Synthesis, cytotoxicity evaluation and molecular docking study of n-phenylpyrazoline derivatives

Abstract

The synthesis of N-phenylpyrazolines 1-5 was performed by the cyclocondensation of phenylhydrazine and appropriate chalcones that have been synthesized from our previous work. All of the compounds were elucidated for their structure using GC-MS, FTIR, 1H, and 13C-NMR spectrometers. Their anticancer activity was evaluated against breast cancer cell line (T47D) and colorectal cancer cell line (WiDr).
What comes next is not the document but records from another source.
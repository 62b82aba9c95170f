//! Admin-authored behavioral instructions.
//!
//! The JSON file is the source of truth. Every change is mirrored into the config store under
//! [`MEMORY_BACKUP_KEY`]; the mirror is only read back by [`MemoryStore::recover_from_backup`].

use serde::{Deserialize, Serialize};
use serde_json::{Map, Value};
use std::io;
use std::path::{Path, PathBuf};
use std::sync::{Mutex, MutexGuard};
use tracing::{error, info, warn};

use crate::db::Storage;
use crate::error::AppError;
use crate::models::now_timestamp;

pub const MEMORY_BACKUP_KEY: &str = "memory_backup";

#[derive(Debug, Clone, PartialEq, Serialize, Deserialize)]
pub struct MemoryDocument {
    #[serde(default)]
    pub admin_instructions: String,
    #[serde(default = "default_system_state")]
    pub system_state: String,
    #[serde(default)]
    pub behavioral_rules: Vec<Value>,
    #[serde(default, skip_serializing_if = "Option::is_none")]
    pub last_updated: Option<String>,
    /// Anything else an admin stored; kept verbatim.
    #[serde(flatten)]
    pub extra: Map<String, Value>,
}

fn default_system_state() -> String {
    "Operational".to_string()
}

impl Default for MemoryDocument {
    fn default() -> Self {
        Self {
            admin_instructions: String::new(),
            system_state: default_system_state(),
            behavioral_rules: Vec::new(),
            last_updated: None,
            extra: Map::new(),
        }
    }
}

impl MemoryDocument {
    /// Applies `patch` field by field over this document.
    pub fn merged(&self, patch: Map<String, Value>) -> Result<Self, AppError> {
        let mut value = serde_json::to_value(self)
            .map_err(|e| AppError::validation(format!("memory document: {}", e)))?;
        if let Value::Object(fields) = &mut value {
            fields.extend(patch);
        }
        serde_json::from_value(value)
            .map_err(|e| AppError::validation(format!("invalid memory update: {}", e)))
    }

    pub fn to_json(&self) -> String {
        serde_json::to_string(self).unwrap_or_else(|_| "{}".to_string())
    }
}

/// Reads the document at `path`. Missing or unreadable files give the default document.
pub fn load(path: &Path) -> MemoryDocument {
    let content = match std::fs::read_to_string(path) {
        Ok(content) => content,
        Err(e) => {
            if e.kind() != io::ErrorKind::NotFound {
                warn!("Failed to read {}: {}", path.display(), e);
            }
            return MemoryDocument::default();
        }
    };
    match serde_json::from_str(&content) {
        Ok(document) => document,
        Err(e) => {
            warn!("Ignoring unreadable {}: {}", path.display(), e);
            MemoryDocument::default()
        }
    }
}

/// Overwrites the document at `path`.
pub fn save(path: &Path, document: &MemoryDocument) -> io::Result<()> {
    let content = serde_json::to_string_pretty(document)?;
    let temp_path = path.with_extension("json.tmp");
    std::fs::write(&temp_path, content)?;
    std::fs::rename(&temp_path, path)
}

/// The loaded document plus the only entry points that change it.
pub struct MemoryStore {
    path: PathBuf,
    current: Mutex<MemoryDocument>,
    storage: Storage,
}

impl MemoryStore {
    pub fn open(path: impl Into<PathBuf>, storage: Storage) -> Self {
        let path = path.into();
        let document = load(&path);
        Self {
            path,
            current: Mutex::new(document),
            storage,
        }
    }

    fn lock(&self) -> MutexGuard<'_, MemoryDocument> {
        self.current
            .lock()
            .unwrap_or_else(|poisoned| poisoned.into_inner())
    }

    pub fn snapshot(&self) -> MemoryDocument {
        self.lock().clone()
    }

    /// Mirrors the current document into the config store.
    pub fn sync(&self) {
        let current = self.lock();
        self.backup(&current);
    }

    /// Re-reads the file into memory.
    ///
    /// The read happens under the lock so a concurrent commit cannot be replaced by an older
    /// file.
    pub fn reload(&self) -> MemoryDocument {
        let mut current = self.lock();
        let document = load(&self.path);
        *current = document.clone();
        document
    }

    /// Merges `patch` into the document, stamps it, persists it and syncs the backup.
    ///
    /// Nothing changes in memory when the file write fails.
    pub fn update(&self, patch: Map<String, Value>) -> Result<MemoryDocument, AppError> {
        let mut current = self.lock();
        let mut next = current.merged(patch)?;
        next.last_updated = Some(now_timestamp());
        self.commit(&mut current, next)
    }

    pub fn set_instructions(&self, instructions: &str) -> Result<MemoryDocument, AppError> {
        if instructions.trim().is_empty() {
            return Err(AppError::validation("Instructions required"));
        }
        let mut current = self.lock();
        let mut next = current.clone();
        next.admin_instructions = instructions.to_string();
        next.last_updated = Some(now_timestamp());
        self.commit(&mut current, next)
    }

    /// Restores the file and the loaded document from the config store mirror.
    pub fn recover_from_backup(&self) -> Result<MemoryDocument, AppError> {
        let raw = self.storage.get_config(MEMORY_BACKUP_KEY, "");
        if raw.is_empty() {
            return Err(AppError::validation("No memory backup stored"));
        }
        let document: MemoryDocument = serde_json::from_str(&raw)
            .map_err(|e| AppError::validation(format!("memory backup is unreadable: {}", e)))?;

        let mut current = self.lock();
        self.persist(&document)?;
        *current = document.clone();
        info!("Memory restored from backup");
        Ok(document)
    }

    fn commit(
        &self,
        current: &mut MemoryDocument,
        next: MemoryDocument,
    ) -> Result<MemoryDocument, AppError> {
        self.persist(&next)?;
        *current = next.clone();
        // Synced under the lock so backups land in update order
        self.backup(&next);
        Ok(next)
    }

    fn backup(&self, document: &MemoryDocument) {
        self.storage.set_config(MEMORY_BACKUP_KEY, &document.to_json());
        info!("Memory synced to database");
    }

    fn persist(&self, document: &MemoryDocument) -> Result<(), AppError> {
        save(&self.path, document).map_err(|e| {
            error!("Failed to save {}: {}", self.path.display(), e);
            AppError::Persistence {
                what: "memory",
                reason: e.to_string(),
            }
        })
    }
}
use serde_json::Value;
use tracing::info;

use crate::db::Storage;
use crate::error::AppError;
use crate::models::DiaryEntry;

#[derive(Clone)]
pub struct DiaryService {
    storage: Storage,
    owner_id: i64,
}

impl DiaryService {
    pub fn new(storage: Storage, owner_id: i64) -> Self {
        Self { storage, owner_id }
    }

    /// The owner's diary; an empty one with the default line when nothing is stored.
    pub async fn get(&self) -> Result<DiaryEntry, AppError> {
        let owner_id = self.owner_id;
        self.storage.run_blocking(move |s| s.get_diary(owner_id)).await
    }

    pub async fn update(
        &self,
        notes: Vec<Value>,
        last_ai_line: &str,
    ) -> Result<DiaryEntry, AppError> {
        let diary = DiaryEntry {
            user_id: self.owner_id,
            notes,
            last_ai_line: last_ai_line.to_string(),
        };
        let saved = diary.clone();
        self.storage.run_blocking(move |s| s.save_diary(&saved)).await?;
        info!("Diary saved for user {}", diary.user_id);
        Ok(diary)
    }

    pub async fn delete(&self) -> Result<(), AppError> {
        let owner_id = self.owner_id;
        self.storage.run_blocking(move |s| s.delete_diary(owner_id)).await
    }
}

#[cfg(test)]
mod tests {
    use super::*;
    use crate::db::{DocumentBackend, SqliteBackend};
    use crate::models::DEFAULT_DIARY_LINE;
    use serde_json::json;
    use std::sync::Arc;
    use std::time::Duration;
    use tempfile::TempDir;

    fn service(dir: &TempDir) -> DiaryService {
        let storage = Storage::new(
            Arc::new(SqliteBackend::new(None, Duration::from_secs(1))),
            Arc::new(DocumentBackend::open(dir.path().join("db.json"))),
        );
        DiaryService::new(storage, 3)
    }

    #[tokio::test]
    async fn test_diary_lifecycle() {
        let dir = TempDir::new().unwrap();
        let diary = service(&dir);

        let empty = diary.get().await.unwrap();
        assert!(empty.notes.is_empty());
        assert_eq!(empty.last_ai_line, DEFAULT_DIARY_LINE);

        diary
            .update(vec![json!({"text": "picnic"}), json!("rain")], "What a day")
            .await
            .unwrap();
        let stored = diary.get().await.unwrap();
        assert_eq!(stored.notes, vec![json!({"text": "picnic"}), json!("rain")]);
        assert_eq!(stored.last_ai_line, "What a day");

        diary.delete().await.unwrap();
        assert_eq!(diary.get().await.unwrap().last_ai_line, DEFAULT_DIARY_LINE);
    }
}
Compound 4 (4-(3-(4-chlorophenyl)-1-phenyl-4,5-dihydro-1H-pyrazol-5-yl)-2-methoxyphenol) was found to be the most potent compound with IC50 value of 13.11 μg/mL in T47D cell line and 3.29 μg/mL in WiDr cell line. Docking study was conducted to evaluate the interaction between all compounds and EGFR receptor on cancer cells. Among the tested compounds, compound 4 is the only compound that has interaction with MET769 residue through hydrogen bonding due to the presence of hydroxyl group on its structure. Our findings suggest that the synthesized Nphenylpyrazoline in this study have a promising anticancer activity.